(INSTRUCTIONS TO FOLLOW) Below are the records; locate each line with the word "IntoIterator" and copy it.

Stored data entries:
··········

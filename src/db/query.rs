use serde_json::Value;

/// A single row predicate. `Or` nests plain predicates only.
#[derive(Debug, Clone, PartialEq)]
pub enum Filter {
    Eq(String, Value),
    Neq(String, Value),
    Gt(String, Value),
    Gte(String, Value),
    Lt(String, Value),
    Lte(String, Value),
    /// SQL LIKE pattern (`%` and `_`), case-insensitive.
    ILike(String, String),
    IsNull(String),
    NotNull(String),
    In(String, Vec<Value>),
    /// Array column holds every listed value.
    Contains(String, Vec<Value>),
    /// Array column shares at least one value.
    Overlaps(String, Vec<Value>),
    Or(Vec<Filter>),
}

#[derive(Debug, Clone, PartialEq)]
pub struct Order {
    pub column: String,
    pub descending: bool,
}

/// Many-to-one join: `row[foreign_key]` points at `table.id`, and the
/// matched row lands under the `table` key of the result.
#[derive(Debug, Clone, PartialEq)]
pub struct Embed {
    pub table: String,
    pub foreign_key: String,
    pub columns: Vec<String>,
}

impl Embed {
    pub fn new(table: &str, foreign_key: &str) -> Self {
        Self {
            table: table.to_string(),
            foreign_key: foreign_key.to_string(),
            columns: Vec::new(),
        }
    }

    pub fn columns(mut self, columns: &[&str]) -> Self {
        self.columns = columns.iter().map(|c| c.to_string()).collect();
        self
    }
}

#[derive(Debug, Clone, PartialEq)]
pub struct Query {
    pub table: String,
    pub columns: Vec<String>,
    pub embeds: Vec<Embed>,
    pub filters: Vec<Filter>,
    pub order: Vec<Order>,
    pub offset: Option<usize>,
    pub limit: Option<usize>,
    pub count: bool,
}

impl Query {
    pub fn table(table: &str) -> Self {
        Self {
            table: table.to_string(),
            columns: Vec::new(),
            embeds: Vec::new(),
            filters: Vec::new(),
            order: Vec::new(),
            offset: None,
            limit: None,
            count: false,
        }
    }

    pub fn select(mut self, columns: &[&str]) -> Self {
        self.columns = columns.iter().map(|c| c.to_string()).collect();
        self
    }

    pub fn embed(mut self, embed: Embed) -> Self {
        self.embeds.push(embed);
        self
    }

    pub fn filter(mut self, filter: Filter) -> Self {
        self.filters.push(filter);
        self
    }

    pub fn eq(self, column: &str, value: impl Into<Value>) -> Self {
        self.filter(Filter::Eq(column.to_string(), value.into()))
    }

    pub fn neq(self, column: &str, value: impl Into<Value>) -> Self {
        self.filter(Filter::Neq(column.to_string(), value.into()))
    }

    pub fn gt(self, column: &str, value: impl Into<Value>) -> Self {
        self.filter(Filter::Gt(column.to_string(), value.into()))
    }

    pub fn gte(self, column: &str, value: impl Into<Value>) -> Self {
        self.filter(Filter::Gte(column.to_string(), value.into()))
    }

    pub fn lt(self, column: &str, value: impl Into<Value>) -> Self {
        self.filter(Filter::Lt(column.to_string(), value.into()))
    }

    pub fn lte(self, column: &str, value: impl Into<Value>) -> Self {
        self.filter(Filter::Lte(column.to_string(), value.into()))
    }

    pub fn ilike(self, column: &str, pattern: impl Into<String>) -> Self {
        self.filter(Filter::ILike(column.to_string(), pattern.into()))
    }

    pub fn is_null(self, column: &str) -> Self {
        self.filter(Filter::IsNull(column.to_string()))
    }

    pub fn not_null(self, column: &str) -> Self {
        self.filter(Filter::NotNull(column.to_string()))
    }

    pub fn in_list<V: Into<Value>>(self, column: &str, values: impl IntoIterator<Item = V>) -> Self {
        let values = values.into_iter().map(Into::into).collect();
        self.filter(Filter::In(column.to_string(), values))
    }

    pub fn contains<V: Into<Value>>(self, column: &str, values: impl IntoIterator<Item = V>) -> Self {
        let values = values.into_iter().map(Into::into).collect();
        self.filter(Filter::Contains(column.to_string(), values))
    }

    pub fn overlaps<V: Into<Value>>(self, column: &str, values: impl IntoIterator<Item = V>) -> Self {
        let values = values.into_iter().map(Into::into).collect();
        self.filter(Filter::Overlaps(column.to_string(), values))
    }

    pub fn or(self, filters: Vec<Filter>) -> Self {
        self.filter(Filter::Or(filters))
    }

    pub fn order_asc(mut self, column: &str) -> Self {
        self.order.push(Order {
            column: column.to_string(),
            descending: false,
        });
        self
    }

    pub fn order_desc(mut self, column: &str) -> Self {
        self.order.push(Order {
            column: column.to_string(),
            descending: true,
        });
        self
    }

    pub fn limit(mut self, limit: usize) -> Self {
        self.limit = Some(limit);
        self
    }

    /// Rows `offset..offset + limit`.
    pub fn range(mut self, offset: usize, limit: usize) -> Self {
        self.offset = Some(offset);
        self.limit = Some(limit);
        self
    }

    /// Also report the total number of matching rows, ignoring the range.
    pub fn with_count(mut self) -> Self {
        self.count = true;
        self
    }
}
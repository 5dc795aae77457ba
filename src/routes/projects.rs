//! Projects, their team members and the keyword summary over their logs.

use axum::{
    extract::{Path, Query as QueryParams, State},
    routing::{get, post},
    Json, Router,
};
use chrono::NaiveDate;
use serde::{Deserialize, Serialize};
use serde_json::{json, Map, Value};
use tracing::info;

use crate::auth::CurrentUser;
use crate::db::{schema, Database, Query};
use crate::envelope::SuccessResponse;
use crate::error::{AppError, Result};
use crate::insights;
use crate::routes::{first_row, str_field, user_row, PageParams};
use crate::server::AppState;

pub fn router() -> Router<AppState> {
    Router::new()
        .route("/", get(list_projects).post(create_project))
        .route("/simple-list", get(simple_list))
        .route("/:id", get(get_project).patch(update_project).delete(delete_project))
        .route("/:id/logs", get(project_logs))
        .route("/:id/members", get(list_members).post(add_member))
        .route("/:id/analyze", post(analyze_project))
}

fn default_status() -> String {
    "active".to_string()
}

#[derive(Debug, Deserialize)]
pub struct ProjectCreate {
    pub name: String,
    #[serde(default)]
    pub description: Option<String>,
    #[serde(default)]
    pub start_date: Option<NaiveDate>,
    #[serde(default)]
    pub end_date: Option<NaiveDate>,
    #[serde(default = "default_status")]
    pub status: String,
    #[serde(default)]
    pub tags: Vec<String>,
    #[serde(default)]
    pub thumbnail_url: Option<String>,
}

#[derive(Debug, Deserialize, Serialize)]
pub struct ProjectUpdate {
    #[serde(default, skip_serializing_if = "Option::is_none")]
    pub name: Option<String>,
    #[serde(default, skip_serializing_if = "Option::is_none")]
    pub description: Option<String>,
    #[serde(default, skip_serializing_if = "Option::is_none")]
    pub start_date: Option<NaiveDate>,
    #[serde(default, skip_serializing_if = "Option::is_none")]
    pub end_date: Option<NaiveDate>,
    #[serde(default, skip_serializing_if = "Option::is_none")]
    pub status: Option<String>,
    #[serde(default, skip_serializing_if = "Option::is_none")]
    pub tags: Option<Vec<String>>,
    #[serde(default, skip_serializing_if = "Option::is_none")]
    pub thumbnail_url: Option<String>,
}

#[derive(Debug, Deserialize)]
pub struct ProjectFilter {
    pub status: Option<String>,
    #[serde(default = "default_page")]
    pub page: usize,
    #[serde(default = "default_limit")]
    pub limit: usize,
}

fn default_page() -> usize {
    1
}

fn default_limit() -> usize {
    10
}

#[derive(Debug, Deserialize)]
pub struct TeamMemberCreate {
    pub name: String,
    #[serde(default)]
    pub role: Option<String>,
    #[serde(default)]
    pub email: Option<String>,
    #[serde(default)]
    pub is_leader: bool,
}

/// The caller's project, or 403 when it is missing or someone else's.
async fn require_owner(db: &dyn Database, project_id: &str, user_id: &str) -> Result<Value> {
    db.select_one(
        &Query::table(schema::PROJECTS)
            .eq("id", project_id)
            .eq("user_id", user_id),
    )
    .await?
    .ok_or_else(|| AppError::Forbidden("권한이 없습니다".to_string()))
}

async fn create_project(
    State(state): State<AppState>,
    CurrentUser(user_id): CurrentUser,
    Json(project): Json<ProjectCreate>,
) -> Result<SuccessResponse<Value>> {
    let row = json!({
        "user_id": user_id,
        "name": project.name,
        "description": project.description,
        "start_date": project.start_date.map(|d| d.to_string()),
        "end_date": project.end_date.map(|d| d.to_string()),
        "status": project.status,
        "tags": project.tags,
        "thumbnail_url": project.thumbnail_url,
    });
    let saved = state.db.insert_one(schema::PROJECTS, row).await?;
    Ok(SuccessResponse::with_message(
        json!({ "project": saved }),
        "Project created successfully",
    ))
}

async fn list_projects(
    State(state): State<AppState>,
    CurrentUser(user_id): CurrentUser,
    QueryParams(filter): QueryParams<ProjectFilter>,
) -> Result<SuccessResponse<Value>> {
    if filter.page == 0 || filter.limit == 0 || filter.limit > 100 {
        return Err(AppError::BadRequest("page must be >= 1 and limit 1..=100".to_string()));
    }
    let page = PageParams {
        page: filter.page,
        limit: filter.limit,
    };
    let mut query = Query::table(schema::PROJECTS)
        .eq("user_id", user_id.as_str())
        .with_count();
    if let Some(status) = filter.status {
        query = query.eq("status", status);
    }
    let rows = state
        .db
        .select(&query.order_desc("created_at").range(page.offset(), page.limit))
        .await?;
    Ok(SuccessResponse::new(json!({
        "projects": rows.rows,
        "total": rows.count.unwrap_or(0),
        "page": page.page,
        "limit": page.limit,
    })))
}

async fn simple_list(
    State(state): State<AppState>,
    CurrentUser(user_id): CurrentUser,
) -> Result<SuccessResponse<Value>> {
    let query = Query::table(schema::PROJECTS)
        .select(&["id", "name"])
        .eq("user_id", user_id.as_str())
        .eq("status", "active")
        .order_asc("name");
    let rows = state.db.select(&query).await?;
    Ok(SuccessResponse::new(Value::Array(rows.rows)))
}

async fn get_project(
    State(state): State<AppState>,
    CurrentUser(user_id): CurrentUser,
    Path(id): Path<String>,
) -> Result<SuccessResponse<Value>> {
    let project = user_row(state.db.as_ref(), schema::PROJECTS, &id, &user_id, "Project").await?;
    Ok(SuccessResponse::new(json!({ "project": project })))
}

async fn update_project(
    State(state): State<AppState>,
    CurrentUser(user_id): CurrentUser,
    Path(id): Path<String>,
    Json(update): Json<ProjectUpdate>,
) -> Result<SuccessResponse<Value>> {
    let patch = serde_json::to_value(&update)?;
    if patch.as_object().map_or(true, Map::is_empty) {
        return Err(AppError::BadRequest("nothing to update".to_string()));
    }
    let rows = state
        .db
        .update(
            &Query::table(schema::PROJECTS)
                .eq("id", id.as_str())
                .eq("user_id", user_id.as_str()),
            patch,
        )
        .await?;
    Ok(SuccessResponse::with_message(
        json!({ "project": first_row(rows, "Project")? }),
        "Project updated successfully",
    ))
}

async fn delete_project(
    State(state): State<AppState>,
    CurrentUser(user_id): CurrentUser,
    Path(id): Path<String>,
) -> Result<SuccessResponse<Value>> {
    let rows = state
        .db
        .delete(
            &Query::table(schema::PROJECTS)
                .eq("id", id.as_str())
                .eq("user_id", user_id.as_str()),
        )
        .await?;
    first_row(rows, "Project")?;
    Ok(SuccessResponse::with_message(Value::Null, "Project deleted successfully"))
}

async fn project_logs(
    State(state): State<AppState>,
    CurrentUser(user_id): CurrentUser,
    Path(id): Path<String>,
) -> Result<SuccessResponse<Value>> {
    let query = Query::table(schema::LOGS)
        .eq("project_id", id.as_str())
        .eq("user_id", user_id.as_str())
        .order_desc("created_at");
    let rows = state.db.select(&query).await?;
    Ok(SuccessResponse::new(json!({ "logs": rows.rows })))
}

async fn list_members(
    State(state): State<AppState>,
    CurrentUser(user_id): CurrentUser,
    Path(id): Path<String>,
) -> Result<SuccessResponse<Value>> {
    require_owner(state.db.as_ref(), &id, &user_id).await?;
    let rows = state
        .db
        .select(&Query::table(schema::TEAM_MEMBERS).eq("project_id", id.as_str()))
        .await?;
    Ok(SuccessResponse::new(json!({ "members": rows.rows })))
}

async fn add_member(
    State(state): State<AppState>,
    CurrentUser(user_id): CurrentUser,
    Path(id): Path<String>,
    Json(member): Json<TeamMemberCreate>,
) -> Result<SuccessResponse<Value>> {
    require_owner(state.db.as_ref(), &id, &user_id).await?;
    let saved = state
        .db
        .insert_one(
            schema::TEAM_MEMBERS,
            json!({
                "project_id": id,
                "name": member.name,
                "role": member.role,
                "email": member.email,
                "is_leader": member.is_leader,
            }),
        )
        .await?;
    Ok(SuccessResponse::with_message(
        json!({ "member": saved }),
        "팀원이 추가되었습니다",
    ))
}

async fn analyze_project(
    State(state): State<AppState>,
    CurrentUser(user_id): CurrentUser,
    Path(id): Path<String>,
) -> Result<SuccessResponse<Value>> {
    let db = state.db.as_ref();
    user_row(db, schema::PROJECTS, &id, &user_id, "Project").await?;
    let logs = db
        .select(&Query::table(schema::LOGS).eq("project_id", id.as_str()))
        .await?
        .rows;
    let contents: Vec<String> = logs
        .iter()
        .map(|log| {
            [str_field(log, "title"), str_field(log, "content"), str_field(log, "reflection")]
                .into_iter()
                .flatten()
                .collect::<Vec<_>>()
                .join(" ")
        })
        .collect();
    let (summary, themes) = insights::project_summary(&contents);

    db.update(
        &Query::table(schema::PROJECTS).eq("id", id.as_str()),
        json!({ "ai_summary": summary }),
    )
    .await?;
    info!(project_id = %id, logs = logs.len(), "Stored project summary");

    Ok(SuccessResponse::new(json!({
        "ai_summary": summary,
        "total_logs": logs.len(),
        "key_achievements": themes,
    })))
}
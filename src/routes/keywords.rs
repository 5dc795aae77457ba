use axum::{
    extract::{Path, State},
    routing::{get, post},
    Router,
};
use serde_json::{json, Value};

use crate::auth::CurrentUser;
use crate::db::{schema, Database, Embed, Query};
use crate::envelope::SuccessResponse;
use crate::error::{AppError, Result};
use crate::routes::{first_row, user_row};
use crate::server::AppState;

pub fn router() -> Router<AppState> {
    Router::new()
        .route("/", get(list_keywords))
        .route("/user", get(user_keywords))
        .route("/user/:keyword_id", post(add_user_keyword).delete(remove_user_keyword))
        .route("/log/:log_id", get(log_keywords))
        .route("/log/:log_id/:keyword_id", post(add_log_keyword))
}

fn keyword_embed() -> Embed {
    Embed::new(schema::KEYWORDS, "keyword_id").columns(&["id", "name", "category"])
}

async fn require_keyword(db: &dyn Database, keyword_id: &str) -> Result<()> {
    db.select_one(&Query::table(schema::KEYWORDS).select(&["id"]).eq("id", keyword_id))
        .await?
        .map(|_| ())
        .ok_or_else(|| AppError::not_found("Keyword"))
}

async fn list_keywords(State(state): State<AppState>) -> Result<SuccessResponse<Value>> {
    let rows = state
        .db
        .select(&Query::table(schema::KEYWORDS).order_asc("name"))
        .await?;
    Ok(SuccessResponse::new(json!({ "keywords": rows.rows })))
}

async fn user_keywords(
    State(state): State<AppState>,
    CurrentUser(user_id): CurrentUser,
) -> Result<SuccessResponse<Value>> {
    let query = Query::table(schema::USER_KEYWORDS)
        .embed(keyword_embed())
        .eq("user_id", user_id.as_str())
        .order_desc("experience_count");
    let rows = state.db.select(&query).await?;
    Ok(SuccessResponse::new(json!({ "user_keywords": rows.rows })))
}

/// Bumps the experience count, creating the pair with a count of one.
pub async fn record_user_keyword(db: &dyn Database, user_id: &str, keyword_id: &str) -> Result<Value> {
    let pair = Query::table(schema::USER_KEYWORDS)
        .eq("user_id", user_id)
        .eq("keyword_id", keyword_id);
    match db.select_one(&pair).await? {
        Some(existing) => {
            let count = existing.get("experience_count").and_then(Value::as_i64).unwrap_or(0);
            let rows = db.update(&pair, json!({ "experience_count": count + 1 })).await?;
            first_row(rows, "User keyword")
        }
        None => {
            db.insert_one(
                schema::USER_KEYWORDS,
                json!({ "user_id": user_id, "keyword_id": keyword_id, "experience_count": 1 }),
            )
            .await
        }
    }
}

async fn add_user_keyword(
    State(state): State<AppState>,
    CurrentUser(user_id): CurrentUser,
    Path(keyword_id): Path<String>,
) -> Result<SuccessResponse<Value>> {
    require_keyword(state.db.as_ref(), &keyword_id).await?;
    let row = record_user_keyword(state.db.as_ref(), &user_id, &keyword_id).await?;
    Ok(SuccessResponse::with_message(
        json!({ "user_keyword": row }),
        "Keyword added successfully",
    ))
}

async fn remove_user_keyword(
    State(state): State<AppState>,
    CurrentUser(user_id): CurrentUser,
    Path(keyword_id): Path<String>,
) -> Result<SuccessResponse<Value>> {
    let removed = state
        .db
        .delete(
            &Query::table(schema::USER_KEYWORDS)
                .eq("user_id", user_id.as_str())
                .eq("keyword_id", keyword_id.as_str()),
        )
        .await?;
    if removed.is_empty() {
        return Err(AppError::not_found("User keyword"));
    }
    Ok(SuccessResponse::with_message(Value::Null, "Keyword removed successfully"))
}

async fn log_keywords(
    State(state): State<AppState>,
    CurrentUser(user_id): CurrentUser,
    Path(log_id): Path<String>,
) -> Result<SuccessResponse<Value>> {
    user_row(state.db.as_ref(), schema::LOGS, &log_id, &user_id, "Log").await?;
    let query = Query::table(schema::LOG_KEYWORDS)
        .embed(keyword_embed())
        .eq("log_id", log_id.as_str());
    let rows = state.db.select(&query).await?;
    Ok(SuccessResponse::new(json!({ "log_keywords": rows.rows })))
}

async fn add_log_keyword(
    State(state): State<AppState>,
    CurrentUser(user_id): CurrentUser,
    Path((log_id, keyword_id)): Path<(String, String)>,
) -> Result<SuccessResponse<Value>> {
    let db = state.db.as_ref();
    user_row(db, schema::LOGS, &log_id, &user_id, "Log").await?;
    require_keyword(db, &keyword_id).await?;
    let row = db
        .insert_one(
            schema::LOG_KEYWORDS,
            json!({ "log_id": log_id, "keyword_id": keyword_id }),
        )
        .await?;
    Ok(SuccessResponse::with_message(
        json!({ "log_keyword": row }),
        "Keyword added to log successfully",
    ))
}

··········

(WRITTEN SOLUTION)
    pub fn in_list<V: Into<Value>>(self, column: &str, values: impl IntoIterator<Item = V>) -> Self {
    pub fn contains<V: Into<Value>>(self, column: &str, values: impl IntoIterator<Item = V>) -> Self {
    pub fn overlaps<V: Into<Value>>(self, column: &str, values: impl IntoIterator<Item = V>) -> Self {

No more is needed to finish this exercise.